## YOUR TASK
All entries are to be retyped without alteration.

··· DATA RECORDS

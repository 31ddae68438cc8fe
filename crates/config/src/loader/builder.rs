//! Configuration loader builder implementation.
//!
//! Responsibilities:
//! - Provide a builder-pattern `ConfigLoader` for layered configuration.
//! - Validate and normalize the loaded values into a `Config`.
//!
//! Does NOT handle:
//! - Environment variable parsing (delegated to env.rs).
//! - Reading the message catalog (see `messages` module).
//!
//! Invariants / Assumptions:
//! - Later calls win: `from_env()` then `with_*()` lets CLI flags override env vars.
//! - The `DOTENV_DISABLED` variable is checked before `dotenvy::dotenv()` is called.
//! - A missing API token is valid and yields an unauthenticated configuration.

use secrecy::SecretString;
use std::path::PathBuf;
use std::time::Duration;

use super::env::apply_env;
use super::error::ConfigError;
use crate::constants::{DEFAULT_MAX_RETRIES, DEFAULT_TIMEOUT_SECS, MAX_MAX_RETRIES, MAX_TIMEOUT_SECS};
use crate::types::{AuthConfig, Config, ConnectionConfig};

/// Configuration loader that builds config from environment variables and overrides.
#[derive(Default)]
pub struct ConfigLoader {
    base_url: Option<String>,
    api_token: Option<SecretString>,
    skip_verify: Option<bool>,
    timeout: Option<Duration>,
    max_retries: Option<usize>,
    messages_path: Option<PathBuf>,
}

impl ConfigLoader {
    /// Create a new configuration loader.
    pub fn new() -> Self {
        Self::default()
    }

    /// Check if dotenv loading is disabled via environment variable.
    fn dotenv_disabled() -> bool {
        matches!(
            std::env::var("DOTENV_DISABLED").ok().as_deref(),
            Some("true") | Some("1")
        )
    }

    /// Load environment variables from .env file if present.
    ///
    /// If `DOTENV_DISABLED` is set to "true" or "1", the .env file is not loaded.
    /// Missing `.env` files are silently ignored.
    ///
    /// SAFETY: Error messages never include raw .env line contents to prevent secret leakage.
    pub fn load_dotenv(self) -> Result<Self, ConfigError> {
        if Self::dotenv_disabled() {
            return Ok(self);
        }

        match dotenvy::dotenv() {
            Ok(_) => Ok(self),
            Err(e) if Self::is_not_found(&e) => Ok(self),
            Err(dotenvy::Error::LineParse(_, idx)) => {
                Err(ConfigError::DotenvParse { error_index: idx })
            }
            Err(dotenvy::Error::Io(io_err)) => Err(ConfigError::DotenvIo {
                kind: io_err.kind(),
            }),
            Err(_) => Err(ConfigError::DotenvUnknown),
        }
    }

    fn is_not_found(err: &dotenvy::Error) -> bool {
        matches!(
            err,
            dotenvy::Error::Io(io_err) if io_err.kind() == std::io::ErrorKind::NotFound
        )
    }

    /// Read configuration from environment variables.
    pub fn from_env(mut self) -> Result<Self, ConfigError> {
        apply_env(&mut self)?;
        Ok(self)
    }

    /// Set the base URL.
    pub fn with_base_url(mut self, url: String) -> Self {
        self.base_url = Some(url);
        self
    }

    /// Set the API token.
    pub fn with_api_token(mut self, token: String) -> Self {
        self.api_token = Some(SecretString::new(token.into()));
        self
    }

    /// Set whether to skip TLS verification.
    pub fn with_skip_verify(mut self, skip: bool) -> Self {
        self.skip_verify = Some(skip);
        self
    }

    /// Set the request timeout.
    pub fn with_timeout(mut self, timeout: Duration) -> Self {
        self.timeout = Some(timeout);
        self
    }

    /// Set the maximum number of retries.
    pub fn with_max_retries(mut self, retries: usize) -> Self {
        self.max_retries = Some(retries);
        self
    }

    /// Set the message catalog path.
    pub fn with_messages_path(mut self, path: PathBuf) -> Self {
        self.messages_path = Some(path);
        self
    }

    /// Build the final configuration.
    pub fn build(self) -> Result<Config, ConfigError> {
        let base_url = self
            .base_url
            .as_deref()
            .map(validate_and_normalize_base_url)
            .transpose()?
            .ok_or(ConfigError::MissingBaseUrl)?;

        let connection = ConnectionConfig {
            base_url,
            skip_verify: self.skip_verify.unwrap_or(false),
            timeout: self
                .timeout
                .unwrap_or(Duration::from_secs(DEFAULT_TIMEOUT_SECS)),
            max_retries: self.max_retries.unwrap_or(DEFAULT_MAX_RETRIES),
        };

        Self::validate_connection(&connection)?;

        if self.api_token.is_none() {
            tracing::info!("No API token configured; saving searches will be rejected");
        }

        Ok(Config {
            connection,
            auth: AuthConfig {
                api_token: self.api_token,
            },
            messages_path: self.messages_path,
        })
    }

    /// Checks timeout is in `1..=MAX_TIMEOUT_SECS` and retries do not exceed `MAX_MAX_RETRIES`.
    fn validate_connection(connection: &ConnectionConfig) -> Result<(), ConfigError> {
        let timeout_secs = connection.timeout.as_secs();

        if timeout_secs == 0 {
            return Err(ConfigError::InvalidTimeout {
                message: "timeout must be greater than 0 seconds".to_string(),
            });
        }

        if timeout_secs > MAX_TIMEOUT_SECS {
            return Err(ConfigError::InvalidTimeout {
                message: format!(
                    "timeout exceeds maximum allowed value of {} seconds",
                    MAX_TIMEOUT_SECS
                ),
            });
        }

        if connection.max_retries > MAX_MAX_RETRIES {
            return Err(ConfigError::InvalidMaxRetries {
                message: format!(
                    "must be between 0 and {} (got {})",
                    MAX_MAX_RETRIES, connection.max_retries
                ),
            });
        }

        Ok(())
    }

    pub(crate) fn set_base_url(&mut self, url: Option<String>) {
        self.base_url = url;
    }

    pub(crate) fn set_api_token(&mut self, token: Option<SecretString>) {
        self.api_token = token;
    }

    pub(crate) fn set_skip_verify(&mut self, skip: Option<bool>) {
        self.skip_verify = skip;
    }

    pub(crate) fn set_timeout(&mut self, timeout: Option<Duration>) {
        self.timeout = timeout;
    }

    pub(crate) fn set_max_retries(&mut self, retries: Option<usize>) {
        self.max_retries = retries;
    }

    pub(crate) fn set_messages_path(&mut self, path: Option<PathBuf>) {
        self.messages_path = path;
    }
}

/// Validates and normalizes a base URL string.
///
/// Validation rules:
/// - Trim surrounding whitespace
/// - Treat blank/whitespace-only as missing
/// - Parse as an absolute URL with an http or https scheme and a host
/// - Normalize by stripping trailing slash
fn validate_and_normalize_base_url(raw: &str) -> Result<String, ConfigError> {
    let trimmed = raw.trim();

    if trimmed.is_empty() {
        return Err(ConfigError::MissingBaseUrl);
    }

    let parsed = url::Url::parse(trimmed).map_err(|e| ConfigError::InvalidValue {
        var: "base_url".into(),
        message: format!(
            "must be an absolute http(s) URL with a host (e.g. https://localhost:8089): {e}"
        ),
    })?;

    let scheme = parsed.scheme();
    if scheme != "http" && scheme != "https" {
        return Err(ConfigError::InvalidValue {
            var: "base_url".into(),
            message: format!(
                "scheme must be http or https (e.g. https://localhost:8089), got: {scheme}"
            ),
        });
    }

    if parsed.host_str().is_none() {
        return Err(ConfigError::InvalidValue {
            var: "base_url".into(),
            message: "host is required (e.g. https://localhost:8089)".into(),
        });
    }

    Ok(parsed.as_str().trim_end_matches('/').to_string())
}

······

## WRITTEN SOLUTION
repository 31ddae68438cc8fe
filename crates/config/src/loader/builder.rs
//! Configuration loader builder implementation.
//!
//! Responsibilities:
//! - Provide a builder-pattern `ConfigLoader` for layered configuration.
//! - Validate and normalize the loaded values into a `Config`.
//!
//! Does NOT handle:
//! - Environment variable parsing (delegated to env.rs).
//! - Reading the message catalog (see `messages` module).
//!
//! Invariants / Assumptions:
//! - Later calls win: `from_env()` then `with_*()` lets CLI flags override env vars.
//! - The `DOTENV_DISABLED` variable is checked before `dotenvy::dotenv()` is called.
//! - A missing API token is valid and yields an unauthenticated configuration.

use secrecy::SecretString;
use std::path::PathBuf;
use std::time::Duration;

use super::env::apply_env;
use super::error::ConfigError;
use crate::constants::{DEFAULT_MAX_RETRIES, DEFAULT_TIMEOUT_SECS, MAX_MAX_RETRIES, MAX_TIMEOUT_SECS};
use crate::types::{AuthConfig, Config, ConnectionConfig};

/// Configuration loader that builds config from environment variables and overrides.
#[derive(Default)]
pub struct ConfigLoader {
    base_url: Option<String>,
    api_token: Option<SecretString>,
    skip_verify: Option<bool>,
    timeout: Option<Duration>,
    max_retries: Option<usize>,
    messages_path: Option<PathBuf>,
}

impl ConfigLoader {
    /// Create a new configuration loader.
    pub fn new() -> Self {
        Self::default()
    }

    /// Check if dotenv loading is disabled via environment variable.
    fn dotenv_disabled() -> bool {
        matches!(
            std::env::var("DOTENV_DISABLED").ok().as_deref(),
            Some("true") | Some("1")
        )
    }

    /// Load environment variables from .env file if present.
    ///
    /// If `DOTENV_DISABLED` is set to "true" or "1", the .env file is not loaded.
    /// Missing `.env` files are silently ignored.
    ///
    /// SAFETY: Error messages never include raw .env line contents to prevent secret leakage.
    pub fn load_dotenv(self) -> Result<Self, ConfigError> {
        if Self::dotenv_disabled() {
            return Ok(self);
        }

        match dotenvy::dotenv() {
            Ok(_) => Ok(self),
            Err(e) if Self::is_not_found(&e) => Ok(self),
            Err(dotenvy::Error::LineParse(_, idx)) => {
                Err(ConfigError::DotenvParse { error_index: idx })
            }
            Err(dotenvy::Error::Io(io_err)) => Err(ConfigError::DotenvIo {
                kind: io_err.kind(),
            }),
            Err(_) => Err(ConfigError::DotenvUnknown),
        }
    }

    fn is_not_found(err: &dotenvy::Error) -> bool {
        matches!(
            err,
            dotenvy::Error::Io(io_err) if io_err.kind() == std::io::ErrorKind::NotFound
        )
    }

    /// Read configuration from environment variables.
    pub fn from_env(mut self) -> Result<Self, ConfigError> {
        apply_env(&mut self)?;
        Ok(self)
    }

    /// Set the base URL.
    pub fn with_base_url(mut self, url: String) -> Self {
        self.base_url = Some(url);
        self
    }

    /// Set the API token.
    pub fn with_api_token(mut self, token: String) -> Self {
        self.api_token = Some(SecretString::new(token.into()));
        self
    }

    /// Set whether to skip TLS verification.
    pub fn with_skip_verify(mut self, skip: bool) -> Self {
        self.skip_verify = Some(skip);
        self
    }

    /// Set the request timeout.
    pub fn with_timeout(mut self, timeout: Duration) -> Self {
        self.timeout = Some(timeout);
        self
    }

    /// Set the maximum number of retries.
    pub fn with_max_retries(mut self, retries: usize) -> Self {
        self.max_retries = Some(retries);
        self
    }

    /// Set the message catalog path.
    pub fn with_messages_path(mut self, path: PathBuf) -> Self {
        self.messages_path = Some(path);
        self
    }

    /// Build the final configuration.
    pub fn build(self) -> Result<Config, ConfigError> {
        let base_url = self
            .base_url
            .as_deref()
            .map(validate_and_normalize_base_url)
            .transpose()?
            .ok_or(ConfigError::MissingBaseUrl)?;

        let connection = ConnectionConfig {
            base_url,
            skip_verify: self.skip_verify.unwrap_or(false),
            timeout: self
                .timeout
                .unwrap_or(Duration::from_secs(DEFAULT_TIMEOUT_SECS)),
            max_retries: self.max_retries.unwrap_or(DEFAULT_MAX_RETRIES),
        };

        Self::validate_connection(&connection)?;

        if self.api_token.is_none() {
            tracing::info!("No API token configured; saving searches will be rejected");
        }

        Ok(Config {
            connection,
            auth: AuthConfig {
                api_token: self.api_token,
            },
            messages_path: self.messages_path,
        })
    }

    /// Checks timeout is in `1..=MAX_TIMEOUT_SECS` and retries do not exceed `MAX_MAX_RETRIES`.
    fn validate_connection(connection: &ConnectionConfig) -> Result<(), ConfigError> {
        let timeout_secs = connection.timeout.as_secs();

        if timeout_secs == 0 {
            return Err(ConfigError::InvalidTimeout {
                message: "timeout must be greater than 0 seconds".to_string(),
            });
        }

        if timeout_secs > MAX_TIMEOUT_SECS {
            return Err(ConfigError::InvalidTimeout {
                message: format!(
                    "timeout exceeds maximum allowed value of {} seconds",
                    MAX_TIMEOUT_SECS
                ),
            });
        }

        if connection.max_retries > MAX_MAX_RETRIES {
            return Err(ConfigError::InvalidMaxRetries {
                message: format!(
                    "must be between 0 and {} (got {})",
                    MAX_MAX_RETRIES, connection.max_retries
                ),
            });
        }

        Ok(())
    }

    pub(crate) fn set_base_url(&mut self, url: Option<String>) {
        self.base_url = url;
    }

    pub(crate) fn set_api_token(&mut self, token: Option<SecretString>) {
        self.api_token = token;
    }

    pub(crate) fn set_skip_verify(&mut self, skip: Option<bool>) {
        self.skip_verify = skip;
    }

    pub(crate) fn set_timeout(&mut self, timeout: Option<Duration>) {
        self.timeout = timeout;
    }

    pub(crate) fn set_max_retries(&mut self, retries: Option<usize>) {
        self.max_retries = retries;
    }

    pub(crate) fn set_messages_path(&mut self, path: Option<PathBuf>) {
        self.messages_path = path;
    }
}

/// Validates and normalizes a base URL string.
///
/// Validation rules:
/// - Trim surrounding whitespace
/// - Treat blank/whitespace-only as missing
/// - Parse as an absolute URL with an http or https scheme and a host
/// - Normalize by stripping trailing slash
fn validate_and_normalize_base_url(raw: &str) -> Result<String, ConfigError> {
    let trimmed = raw.trim();

    if trimmed.is_empty() {
        return Err(ConfigError::MissingBaseUrl);
    }

    let parsed = url::Url::parse(trimmed).map_err(|e| ConfigError::InvalidValue {
        var: "base_url".into(),
        message: format!(
            "must be an absolute http(s) URL with a host (e.g. https://localhost:8089): {e}"
        ),
    })?;

    let scheme = parsed.scheme();
    if scheme != "http" && scheme != "https" {
        return Err(ConfigError::InvalidValue {
            var: "base_url".into(),
            message: format!(
                "scheme must be http or https (e.g. https://localhost:8089), got: {scheme}"
            ),
        });
    }

    if parsed.host_str().is_none() {
        return Err(ConfigError::InvalidValue {
            var: "base_url".into(),
            message: "host is required (e.g. https://localhost:8089)".into(),
        });
    }

    Ok(parsed.as_str().trim_end_matches('/').to_string())
}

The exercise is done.